Morten Oestergaard, the country’s economy minister, says such a scenario “may come in the second or third wave” of the economic cycle as the central bank drives its main interest rate well below zero to keep the krone pegged to the euro. “If you can make money on borrowing, it’s probably not healthy in the long run. We’ve been through a housing bubble and we’re pretty much back where we started.”
The central bank has spent the past two months fighting speculation it will follow Switzerland and abandon its ties to the euro. Oestergaard says any comparison between the two countries is flawed because Denmark’s euro peg is a non-negotiable part of its economic policy foundation, not a temporary response to a crisis.
To defend the Danish currency peg, Governor Lars Rohde has cut the benchmark deposit rate to minus 0.75 percent and built up record foreign reserves, equivalent to about 40 percent of gross domestic product. Government bond sales have been suspended to cut the supply of krone assets investors can hold.

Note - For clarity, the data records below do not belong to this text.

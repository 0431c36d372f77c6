//! The typed error hierarchy for the interpreter.
//!
//! Every fallible operation in this crate returns a [`MiniLangError`] instead
//! of panicking. Panics are reserved for this crate's own internal
//! invariants (a [`crate::heap::CellIndex`] produced by the heap itself
//! turning out to be out of bounds), never for anything a user program can
//! trigger.

use thiserror::Error;

/// A single line/column position in the source text, used by [`MiniLangError::Parse`].
#[derive(Debug, Clone, Copy, PartialEq, Eq, Default)]
pub struct SourcePos {
    pub line: usize,
    pub column: usize,
}

impl std::fmt::Display for SourcePos {
    fn fmt(&self, f: &mut std::fmt::Formatter<'_>) -> std::fmt::Result {
        write!(f, "{}:{}", self.line, self.column)
    }
}

/// Every error kind this interpreter can report.
#[derive(Error, Debug, Clone, PartialEq, Eq)]
pub enum MiniLangError {
    /// Malformed input, reported with the offending token and its position.
    #[error("parse error at {pos}: {message}")]
    Parse { message: String, pos: SourcePos },

    /// An identifier was used without ever being bound in the name table.
    #[error("unbound name: {0}")]
    UnboundName(String),

    /// A call named a procedure that isn't in the function table.
    #[error("unbound procedure: {0}")]
    UnboundProcedure(String),

    /// A call site passed the wrong number of arguments.
    #[error("arity mismatch calling {name}: expected {expected}, got {actual}")]
    ArityMismatch {
        name: String,
        expected: usize,
        actual: usize,
    },

    /// An operation received a value of the wrong kind (e.g. `car` on a Number).
    #[error("type error: {0}")]
    TypeError(String),

    /// `car`/`cdr` or similar was applied to the empty list.
    #[error("car/cdr applied to the empty list")]
    EmptyList,

    /// A procedure body finished without ever assigning to `return`.
    #[error("procedure {0} did not assign to `return`")]
    MissingReturn(String),

    /// The heap was exhausted and a collection reclaimed nothing.
    #[error("out of memory: heap exhausted and collection reclaimed no cells")]
    OutOfMemory,

    /// `collect` was invoked while a collection was already underway.
    #[error("garbage collector invoked reentrantly")]
    ReentrantCollection,
}

pub type Result<T> = std::result::Result<T, MiniLangError>;
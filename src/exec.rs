//! The statement evaluator: `assign`, `if`, `while`, `define`, and running a
//! [`StmtList`] top to bottom.

use log::trace;

use crate::ast::{Expr, Proc, Stmt, StmtList};
use crate::env::Procedure;
use crate::error::{MiniLangError, Result};
use crate::eval::{eval_expr, EvalCtx};
use crate::value::Value;

/// Runs every statement in `stmts` in order against `ctx`. The in-flight
/// root set is cleared after each top-level statement: once a statement
/// finishes, anything it allocated that didn't end up bound to a name, or
/// returned, is fair game for the next collection.
pub fn exec_stmt_list(ctx: &mut EvalCtx, stmts: &StmtList) -> Result<()> {
    for stmt in &stmts.0 {
        exec_stmt(ctx, stmt)?;
        ctx.clear_in_flight();
    }
    Ok(())
}

fn exec_stmt(ctx: &mut EvalCtx, stmt: &Stmt) -> Result<()> {
    match stmt {
        Stmt::Assign { name, rhs } => {
            ctx.begin_assign(name);
            let value = eval_expr(ctx, rhs)?;
            ctx.end_assign();
            trace!("assign {name} := {value:?}");
            ctx.names.set(name.clone(), value);
        }

        Stmt::If {
            cond,
            then_body,
            else_body,
        } => {
            if eval_condition(ctx, cond)? > 0 {
                exec_stmt_list(ctx, then_body)?;
            } else {
                exec_stmt_list(ctx, else_body)?;
            }
        }

        Stmt::While { cond, body } => {
            while eval_condition(ctx, cond)? > 0 {
                exec_stmt_list(ctx, body)?;
            }
        }

        Stmt::Define { name, proc } => {
            let Proc { params, body } = proc.clone();
            ctx.funcs.define(name.clone(), Procedure::new(params, body));
        }
    }
    Ok(())
}

/// `if`/`while` conditions must reduce to an integer; the branch/loop runs
/// while that integer is strictly positive.
fn eval_condition(ctx: &mut EvalCtx, cond: &Expr) -> Result<i64> {
    match eval_expr(ctx, cond)? {
        Value::Number(n) => Ok(n),
        Value::List(_) => Err(MiniLangError::TypeError(format!(
            "condition must evaluate to a Number, found a List ({cond:?})"
        ))),
    }
}
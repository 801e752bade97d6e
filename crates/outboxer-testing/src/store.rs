use anyhow::{anyhow, Result};
use async_trait::async_trait;
use bytes::Bytes;
use chrono::{DateTime, Utc};
use outboxer::{ClaimStore, Message, MessageBatch, MessageId};
use std::sync::atomic::{AtomicBool, AtomicU32, AtomicUsize, Ordering};
use std::sync::{Mutex, MutexGuard, PoisonError};
use std::time::Duration;
use uuid::Uuid;

/// One outbox row as the in-memory store keeps it.
#[derive(Debug, Clone, PartialEq, Eq)]
pub struct StoredRow {
    pub id: MessageId,
    pub payload: Bytes,
    pub locked: bool,
    pub locked_at: Option<DateTime<Utc>>,
}

/// Claim store backed by a `Vec` under a single mutex.
///
/// The mutex makes every claim atomic, which is exactly the guarantee a
/// real store provides with a transaction.
#[derive(Default)]
pub struct InMemoryClaimStore {
    rows: Mutex<Vec<StoredRow>>,
    delete_calls: Mutex<Vec<Vec<MessageId>>>,
    unlock_calls: Mutex<Vec<Vec<MessageId>>>,
    claim_calls: AtomicUsize,
    failing_claims: AtomicU32,
    failing_deletes: AtomicU32,
    failing_unlocks: AtomicU32,
    closed: AtomicBool,
}

fn lock<T>(mutex: &Mutex<T>) -> MutexGuard<'_, T> {
    mutex.lock().unwrap_or_else(PoisonError::into_inner)
}

/// Decrement `counter` if positive. Returns whether a failure was consumed.
fn take_failure(counter: &AtomicU32) -> bool {
    counter
        .fetch_update(Ordering::SeqCst, Ordering::SeqCst, |n| n.checked_sub(1))
        .is_ok()
}

impl InMemoryClaimStore {
    pub fn new() -> Self {
        Self::default()
    }

    /// Insert an unlocked row with a generated id.
    pub fn insert(&self, payload: impl Into<Bytes>) -> MessageId {
        let id = MessageId::from(Uuid::new_v4());
        self.insert_with_id(id.clone(), payload);
        id
    }

    /// Insert an unlocked row with a caller-chosen id.
    pub fn insert_with_id(&self, id: impl Into<MessageId>, payload: impl Into<Bytes>) {
        lock(&self.rows).push(StoredRow {
            id: id.into(),
            payload: payload.into(),
            locked: false,
            locked_at: None,
        });
    }

    pub fn rows(&self) -> Vec<StoredRow> {
        lock(&self.rows).clone()
    }

    pub fn row_count(&self) -> usize {
        lock(&self.rows).len()
    }

    pub fn contains(&self, id: &MessageId) -> bool {
        lock(&self.rows).iter().any(|row| &row.id == id)
    }

    pub fn is_locked(&self, id: &MessageId) -> Option<bool> {
        lock(&self.rows)
            .iter()
            .find(|row| &row.id == id)
            .map(|row| row.locked)
    }

    pub fn locked_count(&self) -> usize {
        lock(&self.rows).iter().filter(|row| row.locked).count()
    }

    /// Lock every row, as if another relay had claimed them.
    pub fn lock_all(&self) {
        let now = Utc::now();
        for row in lock(&self.rows).iter_mut() {
            row.locked = true;
            row.locked_at = Some(now);
        }
    }

    /// Move the lock timestamp of every locked row `by` into the past.
    pub fn age_locks(&self, by: Duration) {
        let by = chrono::Duration::from_std(by).unwrap_or_else(|_| chrono::Duration::weeks(5200));
        for row in lock(&self.rows).iter_mut() {
            if let Some(at) = row.locked_at {
                row.locked_at = Some(at - by);
            }
        }
    }

    /// Ids passed to each `delete` call, in call order.
    pub fn delete_calls(&self) -> Vec<Vec<MessageId>> {
        lock(&self.delete_calls).clone()
    }

    /// Ids passed to each `unlock` call, in call order.
    pub fn unlock_calls(&self) -> Vec<Vec<MessageId>> {
        lock(&self.unlock_calls).clone()
    }

    pub fn deleted_ids(&self) -> Vec<MessageId> {
        self.delete_calls().into_iter().flatten().collect()
    }

    pub fn unlocked_ids(&self) -> Vec<MessageId> {
        self.unlock_calls().into_iter().flatten().collect()
    }

    pub fn claim_calls(&self) -> usize {
        self.claim_calls.load(Ordering::SeqCst)
    }

    pub fn fail_next_claims(&self, n: u32) {
        self.failing_claims.store(n, Ordering::SeqCst);
    }

    pub fn fail_next_deletes(&self, n: u32) {
        self.failing_deletes.store(n, Ordering::SeqCst);
    }

    pub fn fail_next_unlocks(&self, n: u32) {
        self.failing_unlocks.store(n, Ordering::SeqCst);
    }

    pub fn is_closed(&self) -> bool {
        self.closed.load(Ordering::SeqCst)
    }
}

#[async_trait]
impl ClaimStore for InMemoryClaimStore {
    async fn claim_batch(&self) -> Result<MessageBatch> {
        self.claim_calls.fetch_add(1, Ordering::SeqCst);
        if take_failure(&self.failing_claims) {
            return Err(anyhow!("in-memory store: injected claim failure"));
        }

        let now = Utc::now();
        let mut rows = lock(&self.rows);
        Ok(rows
            .iter_mut()
            .filter(|row| !row.locked)
            .map(|row| {
                row.locked = true;
                row.locked_at = Some(now);
                Message::new(row.id.clone(), row.payload.clone())
            })
            .collect())
    }

    async fn delete(&self, ids: &[MessageId]) -> Result<()> {
        if take_failure(&self.failing_deletes) {
            return Err(anyhow!("in-memory store: injected delete failure"));
        }
        lock(&self.delete_calls).push(ids.to_vec());
        lock(&self.rows).retain(|row| !ids.contains(&row.id));
        Ok(())
    }

    async fn unlock(&self, ids: &[MessageId]) -> Result<()> {
        if take_failure(&self.failing_unlocks) {
            return Err(anyhow!("in-memory store: injected unlock failure"));
        }
        lock(&self.unlock_calls).push(ids.to_vec());
        for row in lock(&self.rows).iter_mut() {
            if ids.contains(&row.id) {
                row.locked = false;
                row.locked_at = None;
            }
        }
        Ok(())
    }

    async fn unlock_stale(&self, older_than: Duration) -> Result<u64> {
        let cutoff = Utc::now() - chrono::Duration::from_std(older_than)?;
        let mut unlocked = 0;
        for row in lock(&self.rows).iter_mut() {
            if row.locked && row.locked_at.is_some_and(|at| at < cutoff) {
                row.locked = false;
                row.locked_at = None;
                unlocked += 1;
            }
        }
        Ok(unlocked)
    }

    async fn close(&self) -> Result<()> {
        self.closed.store(true, Ordering::SeqCst);
        Ok(())
    }
}
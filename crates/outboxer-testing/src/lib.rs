//! Test doubles for outboxer relays.
//!
//! - [`InMemoryClaimStore`] - a claim store with real lock semantics,
//!   call recording and failure injection
//! - [`ScriptedSink`] - a sink that succeeds or fails per message id
//!
//! Both are meant to be shared with the relay through an `Arc`, so the test
//! can keep inspecting them while the relay runs:
//!
//! ```ignore
//! let store = Arc::new(InMemoryClaimStore::new());
//! let sink = Arc::new(ScriptedSink::new());
//! let handle = Relay::builder(store.clone(), sink.clone()).build()?.start();
//! ```

mod sink;
mod store;

pub use sink::ScriptedSink;
pub use store::{InMemoryClaimStore, StoredRow};

use std::time::Duration;

/// Poll `condition` until it holds or `timeout` elapses.
pub async fn eventually(timeout: Duration, mut condition: impl FnMut() -> bool) -> bool {
    let deadline = tokio::time::Instant::now() + timeout;
    loop {
        if condition() {
            return true;
        }
        if tokio::time::Instant::now() >= deadline {
            return false;
        }
        tokio::time::sleep(Duration::from_millis(2)).await;
    }
}
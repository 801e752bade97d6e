//! # Outboxer
//!
//! A transactional-outbox relay: messages written durably to an outbox by
//! some upstream writer are claimed, published to a broker, and resolved
//! against the outbox once the broker's answer is known.
//!
//! ## Architecture
//!
//! ```text
//!                 ┌──────────────────────────────┐
//!                 │          ClaimStore          │
//!                 └──────▲───────────────┬───────┘
//!        delete / unlock │               │ claim_batch() every tick
//!                        │               ▼
//!                 ┌──────┴──────┐  ┌───────────┐
//!                 │   resolve   │  │   poll    │
//!                 └──▲───────▲──┘  └─────┬─────┘
//!        success queue│       │failure    │ publish queue
//!                     │       │queue      ▼
//!                 ┌───┴───────┴──────────────────┐
//!                 │           publish            │──► MessageSink
//!                 └──────────────────────────────┘
//! ```
//!
//! Each stage runs as its own task inside a [`Supervisor`]; stages share
//! nothing but the queues between them.
//!
//! ## Key Invariants
//!
//! 1. **Claims are exclusive** - the store selects and locks rows atomically
//! 2. **One attempt per claim** - the sink is called once per dequeued message
//! 3. **Every outcome is resolved** - each published id reaches exactly one of
//!    `delete` (success) or `unlock` (failure)
//! 4. **Drain before release** - shutdown stops intake, lets queued work
//!    finish, and only then closes the adapters
//!
//! ## Guarantees
//!
//! - **At-least-once delivery**: a message is deleted only after the sink
//!   accepted it; a crash in between republishes it
//! - **No broker ordering**: claim order is kept up to the sink, not beyond
//! - **Transient failures are retried**: store and sink outages never stop
//!   the relay, the next tick simply tries again
//!
//! ## Example
//!
//! ```ignore
//! use outboxer::{Relay, RelayConfig};
//!
//! let relay = Relay::builder(store, sink)
//!     .config(RelayConfig::default())
//!     .build()?;
//!
//! let handle = relay.start();
//!
//! tokio::signal::ctrl_c().await?;
//! let stats = handle.shutdown().await?;
//! println!("relayed {} messages", stats.deleted);
//! ```

mod config;
mod error;
mod message;
mod periodic;
mod relay;
mod sink;
mod stats;
mod store;
mod supervisor;

pub use config::RelayConfig;
pub use error::{RelayError, RelayResult, ResolveAction};
pub use message::{Message, MessageBatch, MessageId};
pub use periodic::run_periodically;
pub use relay::{Relay, RelayBuilder, RelayHandle};
pub use sink::MessageSink;
pub use stats::RelayStatsSnapshot;
pub use store::ClaimStore;
pub use supervisor::Supervisor;

// Re-export commonly used external types
pub use async_trait::async_trait;
pub use bytes::Bytes;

The latest capital flow data suggest those measures are working, prompting hedge funds and other investors to abandon their bets against Denmark’s peg. London-based LNG Capital said in February it was no longer hedged against a collapse of the Danish currency regime, while Danish pension fund PFA A/S said the same month krone assets were losing their appeal.
2008 Bubble
“The political mandate is so strong that nobody’s really questioning the top priority being that Denmark maintain its peg,” the 38-year-old Oestergaard said. He became economy minister in September, after his predecessor, Margrethe Vestager, left the Danish government to become the European Union’s competition commissioner.
The extreme measures taken to defend the currency regime have driven down interest rates across Danish debt markets, with the shortest-term mortgage bonds trading at negative yields. That means that, but for an administrative fee charged by banks, borrowers would be paid to take on more debt.
The development has already driven up house prices, with some parts of Copenhagen witnessing levels that exceed their 2007 peak. By 2008, Denmark’s housing bubble had burst, sending the nation into a recession that undermined consumer demand for half a decade.
Even before Denmark’s currency defense drove rates below zero, policy makers and regulators were discussing how to protect the housing market from future imbalances. Banks are under pressure to scale back issuance of one-year bonds used to refinance home loans as long as 30 years and the central bank has consistently criticized households’ addiction to interest-only mortgages.
Slow Recovery
Though the government isn’t discussing a housing market intervention for the time being, “we’re monitoring” the situation “to see where it may lead us, if it continues,” Oestergaard said. “All discussions are then on how we intervene in the housing market,” leaving the peg’s defense to the central bank, he said.
To be sure, Denmark’s negative interest rates represent a much-needed stimulus package and are helping an economy that’s still about 3 percent smaller than it was in 2007. After falling in January, consumer prices rose just 0.2 percent on an annual basis in February, to about one-tenth the level the European Central Bank targets.
“For an economy in a slow recovery, low interest rates and low oil prices are good,” Oestergaard said. “The question is then whether we’ll arrive at a situation that requires us to develop political measures that counter” the risk of overheating. “I think you can develop a scenario where cheap money overheats the economy, but that’s still a few years away.”